En prothèse fixée plurale, le choix du ou des piliers est classiquement régi par la loi d’Ante qui précise que « la surface parodontale totale des piliers (surface ligamentaire) doit être égale ou supérieure à celle des dents remplacées ». En suivant cette logique, la canine présente une plus grande surface radiculaire que l’incisive centrale. Cet ancien dogme est à relativiser à l’ère de la dentisterie adhésive [17]. Toutefois, il existe des situations cliniques pour lesquelles ce critère est essentiel : c’est le cas notamment des agénésies rencontrées chez les patients porteurs de fentes labio-palatines. En effet, les malformations radiculaires (racines courtes), comme la relative instabilité du bourgeon osseux médian, entraînent souvent une mobilité cliniquement perceptible des incisives centrales, tandis que les canines présentent un ancrage plus fort.

Inconvénients de la canine

La canine présente plusieurs difficultés cliniques qui justifient que son recours ne soit pas plus systématique que celui de l’incisive centrale. En particulier, la préparation de l’ailette est compliquée par son indice de Le Huche plus élevé qui majore le risque de contre-dépouille.

Cependant, le risque majeur, rapporté par plusieurs auteurs, est lié à une possible rotation de la canine, et donc du cantilever, pour des raisons liées à une récidive orthodontique, ou à une dynamique occlusale délétère.

La récidive orthodontique

Elle constitue à notre humble avis la contre-indication première au choix de la canine comme support de l’ailette. En effet, la récidive d’une correction de rotation initiale est imprévisible. Certes, les possibilités de collage aux céramiques sont connues des orthodontistes et une contention par fil collé reste envisageable. Toutefois, son suivi doit être rigoureux car un décollement est toujours possible.

Il convient donc de demander systématiquement les vues occlusales du début de traitement orthodontique, et d’engager une communication à ce sujet avec nos consœurs et confrères orthodontistes.

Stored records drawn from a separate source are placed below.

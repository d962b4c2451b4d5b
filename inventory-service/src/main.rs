use inventory_service::{AppState, build_router, config::InventoryConfig, db::create_pool};
use service_core::error::AppError;
use service_core::observability::init_tracing;
use std::net::SocketAddr;
use tokio::signal;

#[tokio::main]
async fn main() -> Result<(), AppError> {
    // Load configuration - fail fast if invalid
    let config = InventoryConfig::from_env()?;

    init_tracing(&config.service_name, &config.log_level);

    tracing::info!(
        service = %config.service_name,
        version = %config.service_version,
        environment = ?config.environment,
        "Starting inventory service"
    );

    let pool = create_pool(&config.database)
        .await
        .map_err(|e| AppError::DatabaseError(anyhow::anyhow!(e)))?;
    tracing::info!("Database pool initialized");

    let state = AppState::new(config.clone(), pool)?;
    let app = build_router(state);

    let addr = SocketAddr::from(([0, 0, 0, 0], config.common.port));
    tracing::info!(address = %addr, "Listening");

    let listener = tokio::net::TcpListener::bind(addr).await?;

    axum::serve(
        listener,
        app.into_make_service_with_connect_info::<SocketAddr>(),
    )
    .with_graceful_shutdown(shutdown_signal())
    .await?;

    tracing::info!("Service shutdown complete");
    Ok(())
}

async fn shutdown_signal() {
    let ctrl_c = async {
        signal::ctrl_c()
            .await
            .expect("failed to install Ctrl+C handler");
    };

    #[cfg(unix)]
    let terminate = async {
        signal::unix::signal(signal::unix::SignalKind::terminate())
            .expect("failed to install signal handler")
            .recv()
            .await;
    };

    #[cfg(not(unix))]
    let terminate = std::future::pending::<()>();

    tokio::select! {
        _ = ctrl_c => {
            tracing::info!("Received SIGINT, starting graceful shutdown");
        },
        _ = terminate => {
            tracing::info!("Received SIGTERM, starting graceful shutdown");
        },
    }
}
pub mod validation;

pub use validation::ValidatedJson;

L’appui occlusal inapproprié

Comme cela a été exposé plus avant, le réglage occlusal du guide antérieur en propulsion et de la fonction canine lors des mouvements de latéralité doit être effectué après le collage du(des) bridge(s) en cantilever. En particulier, il est recommandé de vérifier qu’aucun contact n’interfère avec l’incisive latérale remplacée dans ces deux mouvements, mais aussi que la latéralité soit portée sur la moitié distale, et non mésiale, de la canine. Sans ces précautions, qui doivent être contrôlées régulièrement dans le temps, il est possible d’observer un phénomène d’ouverture de diastème entre les deux incisives.

Cas clinique

Le cas clinique détaillé dans la figure 9 reprend les différents points théoriques développés dans cet article. Il s’agit du traitement d’une agénésie bilatérale chez un jeune patient âgé de 17 ans.

Conclusion

Le choix de la dent support de l’ailette collée doit être fait selon les critères cliniques observés et analysés, et non selon des dogmes ou des habitudes répétées. L’incisive centrale comme la canine font partie des options envisageables, même si la première est aujourd’hui beaucoup plus documentée dans les études fondamentales et cliniques. Pour autant, les arguments développés dans cet article nous semblent en mesure de remettre en cause cette systématique de choix. Le recul clinique sur plusieurs années et pour des dizaines de patients sera nécessaire pour conforter cliniquement cette approche théorique.